//! Flight schedule text format
//!
//! ```text
//! # comment
//! 08:00
//! DEPARTURE; IB3012; 120; 08:05; 27; 180
//! ARRIVAL;   LH0442;  90; 08:10;  0; 240
//! MESSAGE;   08:02; Runway 09 is now open
//! ```

use crate::constants::{MAX_FLIGHTS, MAX_MESSAGES};
use crate::error::ScheduleError;
use crate::level::{Level, Terrain, TileIndex};
use crate::roster::{ClockTime, Flight, FlightDirection, FlightState, Roster};

#[derive(Clone, Debug, PartialEq, Eq)]
pub struct ScheduledMessage {
    pub minutes_until: u16,
    pub text: String,
}

#[derive(Clone, Debug)]
pub struct Schedule {
    pub clock: ClockTime,
    pub roster: Roster,
    pub messages: Vec<ScheduledMessage>,
}

pub fn parse_schedule(text: &str, level: &Level) -> Result<Schedule, ScheduleError> {
    let mut lines = text
        .lines()
        .enumerate()
        .map(|(index, line)| (index + 1, line.trim()))
        .filter(|(_, line)| !line.is_empty() && !line.starts_with('#'));

    let (clock_line, clock_text) = lines.next().ok_or(ScheduleError::MissingClock)?;
    let clock =
        ClockTime::parse(clock_text).ok_or(ScheduleError::InvalidClock { line: clock_line })?;

    let mut flights = Vec::new();
    let mut messages = Vec::new();

    for (line, record) in lines {
        let fields: Vec<&str> = record.split(';').map(str::trim).collect();
        match fields[0] {
            "DEPARTURE" | "ARRIVAL" => {
                if flights.len() == MAX_FLIGHTS {
                    return Err(ScheduleError::TooManyFlights { max: MAX_FLIGHTS });
                }
                flights.push(parse_flight(line, &fields, clock, level)?);
            }
            "MESSAGE" => {
                if messages.len() == MAX_MESSAGES {
                    return Err(ScheduleError::TooManyMessages { max: MAX_MESSAGES });
                }
                messages.push(parse_message(line, record, clock)?);
            }
            kind => {
                return Err(ScheduleError::UnknownRecordKind {
                    line,
                    kind: kind.to_string(),
                })
            }
        }
    }

    Ok(Schedule {
        clock,
        roster: Roster::from_flights(flights),
        messages,
    })
}

fn parse_flight(
    line: usize,
    fields: &[&str],
    clock: ClockTime,
    level: &Level,
) -> Result<Flight, ScheduleError> {
    if fields.len() != 6 {
        return Err(ScheduleError::InvalidRecord {
            line,
            reason: "flight records need 6 fields",
        });
    }

    let direction = if fields[0] == "DEPARTURE" {
        FlightDirection::Departure
    } else {
        FlightDirection::Arrival
    };

    let number = fields[1];
    if number.is_empty() {
        return Err(ScheduleError::InvalidRecord {
            line,
            reason: "missing flight number",
        });
    }

    let passengers: u16 = fields[2].parse().map_err(|_| ScheduleError::InvalidRecord {
        line,
        reason: "invalid passenger count",
    })?;
    let scheduled = ClockTime::parse(fields[3]).ok_or(ScheduleError::InvalidClock { line })?;
    let parking_tile: u32 = fields[4].parse().map_err(|_| ScheduleError::InvalidRecord {
        line,
        reason: "invalid parking tile",
    })?;
    let remaining_secs: u16 = fields[5].parse().map_err(|_| ScheduleError::InvalidRecord {
        line,
        reason: "invalid remaining time",
    })?;

    let parking = match direction {
        FlightDirection::Departure => {
            let tile = TileIndex::try_from(parking_tile)
                .ok()
                .filter(|&tile| level.tile_at(tile).is_some_and(|cell| cell.is(Terrain::Parking)))
                .ok_or(ScheduleError::InvalidParking {
                    line,
                    tile: parking_tile,
                })?;
            Some(tile)
        }
        FlightDirection::Arrival => None,
    };

    Ok(Flight {
        direction,
        number: number.to_string(),
        passengers,
        scheduled,
        minutes_until_scheduled: clock.minutes_until(scheduled),
        parking,
        remaining_secs,
        state: FlightState::Idle,
        finished: false,
    })
}

fn parse_message(
    line: usize,
    record: &str,
    clock: ClockTime,
) -> Result<ScheduledMessage, ScheduleError> {
    // The text may itself contain ';'.
    let mut parts = record.splitn(3, ';');
    let (_, Some(time), Some(text)) = (parts.next(), parts.next(), parts.next()) else {
        return Err(ScheduleError::InvalidRecord {
            line,
            reason: "message records need 3 fields",
        });
    };
    let at = ClockTime::parse(time).ok_or(ScheduleError::InvalidClock { line })?;

    Ok(ScheduledMessage {
        minutes_until: clock.minutes_until(at),
        text: text.trim().to_string(),
    })
}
--
● Problem to solve
Please copy out each line of the data in which the word "InvalidClock" occurs.

● Answer to the exercise
        ClockTime::parse(clock_text).ok_or(ScheduleError::InvalidClock { line: clock_line })?;
    let scheduled = ClockTime::parse(fields[3]).ok_or(ScheduleError::InvalidClock { line })?;
    let at = ClockTime::parse(time).ok_or(ScheduleError::InvalidClock { line })?;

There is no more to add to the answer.